(Stored data)
==============================

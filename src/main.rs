// SPDX-License-Identifier: GPL-3.0-only

use asset_capture::Config;
use clap::{Parser, Subcommand};
use std::path::PathBuf;

mod cli;

#[derive(Parser)]
#[command(name = "asset-capture")]
#[command(about = "Capture photo and video evidence and sync it when back online")]
#[command(version = env!("BUILD_VERSION"))]
struct Cli {
    /// Config file (default: <config dir>/asset-capture/config.json)
    #[arg(long, global = true)]
    config: Option<PathBuf>,

    #[command(subcommand)]
    command: Commands,
}

#[derive(Subcommand)]
enum Commands {
    /// Take a photo
    Photo {
        /// Output directory (default: ~/Pictures/asset-capture)
        #[arg(short, long)]
        output: Option<PathBuf>,

        /// Treat connectivity as offline (the upload is queued)
        #[arg(long)]
        offline: bool,
    },

    /// Record a video
    Video {
        /// Recording duration in seconds
        #[arg(short, long, default_value = "3")]
        duration: u64,

        /// Output directory (default: ~/Pictures/asset-capture)
        #[arg(short, long)]
        output: Option<PathBuf>,

        /// Treat connectivity as offline (the upload is queued)
        #[arg(long)]
        offline: bool,
    },

    /// Capture photos offline, go online and print the synced uploads
    SyncDemo {
        /// Number of photos to capture while offline
        #[arg(short, long, default_value = "3")]
        items: usize,
    },
}

fn main() -> Result<(), Box<dyn std::error::Error>> {
    // Initialize logging
    // Set RUST_LOG environment variable to control log level
    // Examples: RUST_LOG=debug, RUST_LOG=asset_capture=debug, RUST_LOG=info
    tracing_subscriber::fmt()
        .with_env_filter(
            tracing_subscriber::EnvFilter::try_from_default_env()
                .unwrap_or_else(|_| tracing_subscriber::EnvFilter::new("warn")),
        )
        .with_target(true)
        .with_level(true)
        .init();

    let cli = Cli::parse();

    let config = match cli.config.as_deref() {
        Some(path) => Config::load_from(path),
        None => Config::load(),
    };

    let rt = tokio::runtime::Runtime::new()?;
    rt.block_on(async move {
        match cli.command {
            Commands::Photo { output, offline } => cli::take_photo(config, output, offline).await,
            Commands::Video {
                duration,
                output,
                offline,
            } => cli::record_video(config, duration, output, offline).await,
            Commands::SyncDemo { items } => cli::sync_demo(config, items).await,
        }
    })
}
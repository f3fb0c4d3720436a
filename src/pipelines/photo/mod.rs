// SPDX-License-Identifier: MPL-2.0

//! Async photo capture pipeline
//!
//! ```text
//! CaptureSession → Grab frame → JPEG encode (blocking pool) → Artifact
//!                      ↓
//!               Preview continues uninterrupted
//! ```
//!
//! The grab is synchronous; encoding runs on tokio's blocking pool. The
//! artifact is only delivered if the session generation that produced the
//! frame is still current once encoding finishes.

pub mod capture;
pub mod encoding;

pub use capture::{PendingPhoto, PhotoCapture};
pub use encoding::{EncodedImage, PhotoEncoder};
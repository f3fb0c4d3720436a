// SPDX-License-Identifier: GPL-3.0-only

//! Capture modal
//!
//! A surface owns one camera session for as long as it is shown. Dismissing
//! it (explicitly or by dropping it) closes the session, which cancels a
//! running recording and suppresses any photo still being encoded.

use super::submissions::SubmissionDesk;
use crate::artifact::{Artifact, ArtifactHandle};
use crate::backends::camera::{CaptureConstraints, CaptureSession, OpenOutcome, SessionState};
use crate::errors::{AppError, AppResult};
use crate::notifications::NotificationSink;
use crate::pipelines::photo::PhotoCapture;
use crate::pipelines::video::{RecorderState, VideoRecorder};
use crate::storage::ArtifactStore;
use crate::uploads::UploadItem;
use serde_json::json;
use std::sync::{Arc, Mutex, MutexGuard, PoisonError};
use tracing::{debug, info, warn};

/// What the surface captures
#[derive(Debug, Clone, Copy, PartialEq, Eq, Hash, Default)]
pub enum CameraMode {
    #[default]
    Photo,
    Video,
}

impl CameraMode {
    pub fn title(&self) -> &'static str {
        match self {
            CameraMode::Photo => "Capture Photo",
            CameraMode::Video => "Record Video",
        }
    }
}

/// An artifact together with the upload record created for it
#[derive(Debug, Clone)]
pub struct Submission {
    pub artifact: Artifact,
    pub item: UploadItem,
}

#[derive(Default)]
struct SurfaceState {
    last_error: Option<String>,
    /// Handles of artifacts this surface still displays
    shown: Vec<ArtifactHandle>,
}

pub struct CaptureSurface {
    mode: CameraMode,
    constraints: CaptureConstraints,
    session: CaptureSession,
    photo: PhotoCapture,
    recorder: VideoRecorder,
    desk: SubmissionDesk,
    store: ArtifactStore,
    notifier: Arc<dyn NotificationSink>,
    state: Mutex<SurfaceState>,
}

impl CaptureSurface {
    pub(crate) fn new(
        mode: CameraMode,
        constraints: CaptureConstraints,
        session: CaptureSession,
        photo: PhotoCapture,
        desk: SubmissionDesk,
        store: ArtifactStore,
        notifier: Arc<dyn NotificationSink>,
    ) -> Self {
        Self {
            mode,
            constraints,
            session,
            photo,
            recorder: VideoRecorder::new(store.clone()),
            desk,
            store,
            notifier,
            state: Mutex::new(SurfaceState::default()),
        }
    }

    fn state(&self) -> MutexGuard<'_, SurfaceState> {
        self.state.lock().unwrap_or_else(PoisonError::into_inner)
    }

    fn report(&self, error: &AppError, event: &str) {
        let message = error.user_message();
        warn!(mode = ?self.mode, error = %error, "{}", event);
        self.notifier.track(event, json!({ "message": &message }));
        self.state().last_error = Some(message);
    }

    fn keep(&self, artifact: &Artifact) {
        self.state().shown.push(artifact.handle);
    }

    /// Open the camera
    pub async fn show(&self) -> AppResult<OpenOutcome> {
        info!(mode = ?self.mode, "Capture surface shown");
        self.state().last_error = None;

        match self.session.open(self.constraints).await {
            Ok(outcome) => Ok(outcome),
            Err(e) => {
                self.report(&e, "camera_error");
                Err(e)
            }
        }
    }

    /// Take a photo and submit it
    ///
    /// `Ok(None)` means the surface was dismissed while the photo was being
    /// encoded; nothing was submitted.
    pub async fn capture_photo(&self) -> AppResult<Option<Submission>> {
        let result = match self.photo.grab(&self.session) {
            Ok(pending) => pending.encode().await,
            Err(e) => Err(e),
        };

        match result {
            Ok(Some(artifact)) => {
                self.keep(&artifact);
                let item = self.desk.submit(&artifact);
                Ok(Some(Submission { artifact, item }))
            }
            Ok(None) => {
                debug!("Photo finished after dismissal, discarded");
                Ok(None)
            }
            Err(e) => {
                self.report(&e, "capture_error");
                Err(e)
            }
        }
    }

    pub fn start_recording(&self) -> AppResult<()> {
        self.recorder.start(&self.session).inspect_err(|e| {
            self.report(e, "recording_error");
        })
    }

    /// Stop recording and submit the video
    ///
    /// `None` when nothing was recording or the surface was dismissed before
    /// the recording finalized.
    pub async fn stop_recording(&self) -> Option<Submission> {
        let artifact = self.recorder.stop().await?;
        self.keep(&artifact);
        let item = self.desk.submit(&artifact);
        Some(Submission { artifact, item })
    }

    /// Close the camera and release every artifact this surface displays
    ///
    /// Idempotent.
    pub fn dismiss(&self) {
        self.session.close();

        let shown = std::mem::take(&mut self.state().shown);
        for handle in shown {
            self.store.release(handle);
        }
    }

    pub fn mode(&self) -> CameraMode {
        self.mode
    }

    pub fn title(&self) -> &'static str {
        self.mode.title()
    }

    pub fn session(&self) -> &CaptureSession {
        &self.session
    }

    pub fn session_state(&self) -> SessionState {
        self.session.state()
    }

    pub fn recorder_state(&self) -> RecorderState {
        self.recorder.state()
    }

    /// Message for the last failure, cleared by `show()`
    pub fn last_error(&self) -> Option<String> {
        self.state().last_error.clone()
    }
}

impl Drop for CaptureSurface {
    fn drop(&mut self) {
        self.dismiss();
    }
}

impl std::fmt::Debug for CaptureSurface {
    fn fmt(&self, f: &mut std::fmt::Formatter<'_>) -> std::fmt::Result {
        f.debug_struct("CaptureSurface")
            .field("mode", &self.mode)
            .field("session", &self.session)
            .field("recorder", &self.recorder.state())
            .finish()
    }
}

==============================

# [Try it]
Copy out the lines above word for word, stopping after the line containing "#[derive(Subcommand)]".

# [Output of the task]
filename src/main.rs
// SPDX-License-Identifier: GPL-3.0-only

use asset_capture::Config;
use clap::{Parser, Subcommand};
use std::path::PathBuf;

mod cli;

#[derive(Parser)]
#[command(name = "asset-capture")]
#[command(about = "Capture photo and video evidence and sync it when back online")]
#[command(version = env!("BUILD_VERSION"))]
struct Cli {
    /// Config file (default: <config dir>/asset-capture/config.json)
    #[arg(long, global = true)]
    config: Option<PathBuf>,

    #[command(subcommand)]
    command: Commands,
}

#[derive(Subcommand)]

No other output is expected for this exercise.